Untuk itu, lanjut Amri, ini tidak dapat dibiarkan. Ia berharap agar Kejari Maros segera mengusut permasalahan itu. ”Saya sebagai Bupati LIRa mendesak Kejari Maros untuk mengusut pedagang yang menyewakan aset Pemda. Jika tidak maka saya mendesak Kajati untuk mengevaluasi Kajari Maros,” ungkapnya.
Sementara itu, Wakil Bupati Maros, HA Harmil Mattotorang mengakui dari laporan yang diterima sekitar 154 pedagang yang menyewa atau mengontrak kios dari pedagang yang mengaku pemilik kios. Sementara status kios itu hanya dipinjamkan oleh Pemda Maros.

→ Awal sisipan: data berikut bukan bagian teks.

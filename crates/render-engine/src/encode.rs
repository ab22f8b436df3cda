//! Final encoding and data URLs.

use base64::engine::general_purpose::STANDARD;
use base64::Engine as _;
use image::codecs::jpeg::JpegEncoder;
use image::codecs::png::PngEncoder;
use image::{ExtendedColorType, ImageEncoder, RgbImage, RgbaImage};
use stage_design_model::{ExportFormat, ExportOptions};

use crate::error::ExportError;
use crate::surface::RasterSurface;

/// Encode the finished surface. JPEG output is flattened onto opaque
/// black first, the same backdrop a browser canvas uses.
pub fn encode_surface(surface: &RasterSurface, options: &ExportOptions) -> Result<Vec<u8>, ExportError> {
    let (width, height) = surface.dimensions();
    let mut buf = Vec::new();
    match options.format {
        ExportFormat::Png => {
            PngEncoder::new(&mut buf)
                .write_image(surface.image().as_raw(), width, height, ExtendedColorType::Rgba8)
                .map_err(|e| ExportError::encoding("png", e))?;
        }
        ExportFormat::Jpg => {
            let flat = flatten_onto(surface.image(), [0, 0, 0]);
            JpegEncoder::new_with_quality(&mut buf, options.encoder_quality())
                .write_image(flat.as_raw(), width, height, ExtendedColorType::Rgb8)
                .map_err(|e| ExportError::encoding("jpg", e))?;
        }
    }
    if buf.is_empty() {
        return Err(ExportError::encoding(
            options.format.extension(),
            "encoder produced no data",
        ));
    }
    Ok(buf)
}

/// Composite a straight-alpha image over an opaque backdrop.
pub fn flatten_onto(image: &RgbaImage, backdrop: [u8; 3]) -> RgbImage {
    RgbImage::from_fn(image.width(), image.height(), |x, y| {
        let [r, g, b, a] = image.get_pixel(x, y).0;
        let a = a as u32;
        let mix = |c: u8, bg: u8| ((c as u32 * a + bg as u32 * (255 - a) + 127) / 255) as u8;
        image::Rgb([mix(r, backdrop[0]), mix(g, backdrop[1]), mix(b, backdrop[2])])
    })
}

/// `data:<mime>;base64,<payload>`.
pub fn to_data_url(mime_type: &str, bytes: &[u8]) -> String {
    format!("data:{mime_type};base64,{}", STANDARD.encode(bytes))
}

/// A decoded data URL.
#[derive(Debug, Clone, PartialEq, Eq)]
pub struct DataUrl {
    pub mime_type: String,
    pub bytes: Vec<u8>,
}

/// Parse a `data:` URL. Base64 and percent-encoded payloads are accepted.
pub fn decode_data_url(url: &str) -> Result<DataUrl, ExportError> {
    let malformed = |reason: &str| ExportError::MalformedDataUrl {
        reason: reason.to_string(),
    };
    let rest = url
        .get(..5)
        .filter(|scheme| scheme.eq_ignore_ascii_case("data:"))
        .map(|_| &url[5..])
        .ok_or_else(|| malformed("missing data: scheme"))?;
    let (meta, payload) = rest
        .split_once(',')
        .ok_or_else(|| malformed("missing ',' separator"))?;

    let (mime_type, is_base64) = match meta.strip_suffix(";base64") {
        Some(mime) => (mime, true),
        None => (meta, false),
    };
    let mime_type = if mime_type.is_empty() {
        "text/plain".to_string()
    } else {
        mime_type.to_string()
    };

    let bytes = if is_base64 {
        STANDARD
            .decode(payload.trim())
            .map_err(|e| ExportError::MalformedDataUrl {
                reason: e.to_string(),
            })?
    } else {
        percent_decode(payload).ok_or_else(|| malformed("bad percent escape"))?
    };
    Ok(DataUrl { mime_type, bytes })
}

fn percent_decode(text: &str) -> Option<Vec<u8>> {
    let bytes = text.as_bytes();
    let mut out = Vec::with_capacity(bytes.len());
    let mut i = 0;
    while i < bytes.len() {
        if bytes[i] == b'%' {
            let hex = text.get(i + 1..i + 3)?;
            out.push(u8::from_str_radix(hex, 16).ok()?);
            i += 3;
        } else {
            out.push(bytes[i]);
            i += 1;
        }
    }
    Some(out)
}

#[cfg(test)]
mod tests {
    use super::*;
    use image::Rgba;

    #[test]
    fn test_png_keeps_alpha() {
        let surface = RasterSurface::from_image(RgbaImage::from_pixel(3, 2, Rgba([10, 20, 30, 40])));
        let options = ExportOptions::new(ExportFormat::Png, 3, 2, 1.0);
        let bytes = encode_surface(&surface, &options).unwrap();
        let decoded = image::load_from_memory(&bytes).unwrap().to_rgba8();
        assert_eq!(decoded.dimensions(), (3, 2));
        assert_eq!(decoded.get_pixel(0, 0).0, [10, 20, 30, 40]);
    }

    #[test]
    fn test_jpeg_flattens_transparency_onto_black() {
        let surface = RasterSurface::from_image(RgbaImage::new(16, 16));
        let options = ExportOptions {
            quality: 0.9,
            ..ExportOptions::new(ExportFormat::Jpg, 16, 16, 1.0)
        };
        let bytes = encode_surface(&surface, &options).unwrap();
        assert_eq!(&bytes[..2], &[0xFF, 0xD8]);
        let decoded = image::load_from_memory(&bytes).unwrap().to_rgb8();
        assert!(decoded.pixels().all(|p| p.0.iter().all(|c| *c <= 2)));
    }

    #[test]
    fn test_flatten_mixes_with_backdrop() {
        let img = RgbaImage::from_pixel(1, 1, Rgba([255, 255, 255, 128]));
        assert_eq!(flatten_onto(&img, [0, 0, 0]).get_pixel(0, 0).0, [128, 128, 128]);
    }

    #[test]
    fn test_data_url_round_trip() {
        let url = to_data_url("image/png", b"\x89PNG payload");
        assert!(url.starts_with("data:image/png;base64,"));
        let decoded = decode_data_url(&url).unwrap();
        assert_eq!(decoded.mime_type, "image/png");
        assert_eq!(decoded.bytes, b"\x89PNG payload");
    }

    #[test]
    fn test_percent_encoded_data_url() {
        let decoded = decode_data_url("data:,hello%20world").unwrap();
        assert_eq!(decoded.mime_type, "text/plain");
        assert_eq!(decoded.bytes, b"hello world");
    }

    #[test]
    fn test_malformed_data_urls() {
        assert!(matches!(
            decode_data_url("http://example.com/a.png"),
            Err(ExportError::MalformedDataUrl { .. })
        ));
        assert!(decode_data_url("data:image/png;base64").is_err());
        assert!(decode_data_url("data:image/png;base64,@@@").is_err());
        assert!(decode_data_url("data:,bad%zz").is_err());
    }
}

”Kalau aset Pemda ya tidak boleh dipersewakan. Yang bersangkutan kan bisa melapor ke Dinas Koperasi UMKM dan Perdagangan (Kopumdag), kalau sudah tidak menggunakan kios, supaya dicarikan orang lain yang ingin mencari nafkah. Jangan mereka yang sewakan,” ungkapnya.
Harmil juga mengaku beberapa pedagang Pasar Sentral Maros, dalam pertemuan itu sebagian besar mereka yang berjualan statusnya menyewa dari pedagang sebelumnya.

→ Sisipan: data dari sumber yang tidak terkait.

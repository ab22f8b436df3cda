//! Second raster pass: the scene graph without its own background.

use image::imageops::FilterType;
use stage_design_model::ExportOptions;

use crate::error::ExportError;
use crate::scene::{SceneGraph, SceneRasterRequest};
use crate::surface::{check_allocation, resize_premultiplied, RasterSurface, DEFAULT_MAX_SURFACE_PIXELS};

#[derive(Debug, Clone)]
pub struct VectorLayerRasterizer {
    max_surface_pixels: u64,
}

impl Default for VectorLayerRasterizer {
    fn default() -> Self {
        Self::new()
    }
}

impl VectorLayerRasterizer {
    pub fn new() -> Self {
        Self {
            max_surface_pixels: DEFAULT_MAX_SURFACE_PIXELS,
        }
    }

    pub fn with_max_surface_pixels(mut self, max: u64) -> Self {
        self.max_surface_pixels = max;
        self
    }

    /// Device pixels per stage unit, chosen so the scene covers the target
    /// in both directions.
    pub fn pixel_ratio(native: (f64, f64), options: &ExportOptions) -> Result<f64, ExportError> {
        let (nw, nh) = native;
        if !(nw.is_finite() && nh.is_finite() && nw > 0.0 && nh > 0.0) {
            return Err(ExportError::scene(format!("scene has no area ({nw}x{nh})")));
        }
        let ratio = (options.export_width as f64 / nw).max(options.export_height as f64 / nh);
        Ok(options.scale * ratio)
    }

    /// Render every scene layer except the background at device size.
    pub fn rasterize(
        &self,
        scene: Option<&dyn SceneGraph>,
        options: &ExportOptions,
    ) -> Result<RasterSurface, ExportError> {
        let scene = scene.ok_or(ExportError::MissingRenderStage)?;
        let (width, height) = options.device_size();
        check_allocation(width as u64, height as u64, self.max_surface_pixels)?;

        let request = SceneRasterRequest {
            pixel_ratio: Self::pixel_ratio(scene.native_size(), options)?,
            exclude: scene.background_layer().into_iter().collect(),
        };
        let raw = scene.rasterize(&request)?;
        tracing::debug!(
            pixel_ratio = request.pixel_ratio,
            excluded = ?request.exclude,
            raw_width = raw.width(),
            raw_height = raw.height(),
            "Rasterized scene layers"
        );

        if raw.dimensions() == (width, height) {
            return Ok(RasterSurface::from_image(raw));
        }
        let resized = resize_premultiplied(&raw, width, height, FilterType::Lanczos3);
        Ok(RasterSurface::from_image(resized))
    }
}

”Mereka menyewa dengan harga bervariasi. Ada Rp3 juta, Rp4 juta bahkan ada sampai Rp6 jutaan setahun. Sementara, itu milik Pemda. Uangnya juga tidak masuk ke Pemda,” jelasnya.
Padahal, kata dia, yang wajib dibayar pedagang hanya retribusi pasar yang nilainya hanya sekitar Rp40 ribu atau Rp60 ribu per bulan. ”Makanya, kami pihak Pemda sangat berharap agar pedagang bisa membayar retribusi pasar karena itu akan digunakan untuk pembangunan pasar juga,” katanya
Menurutnya, sangatlah ironis jika Pemda yang memiliki kios namun yang menyewakan orang lain dan menikmati hasil sewanya. Maka dari itu, ia memprioritaskan pedagang Pasar Sentral Maros yang berdagang saat ini ketika dilakukan proses relokasi ke Pasar Rakyat Butta Salewangang saat pembagian kios, lods dan lapak.
Dia juga menambahkan nantinya pedagang yang akan pindah ke Rakyat Butta Salewangang akan dibuatkan perjanjian notaris sehingga ada kekuatan hukum. ”Perjanjian notaris ini sengaja dibuat untuk menjamin kepastian hukum para pedagang dalam menempati kios atau lods. Juga untuk menghindari kios yang dipersewakan kepada orang lain tanpa sepengetahuan Pemkab Maros,” jelasnya.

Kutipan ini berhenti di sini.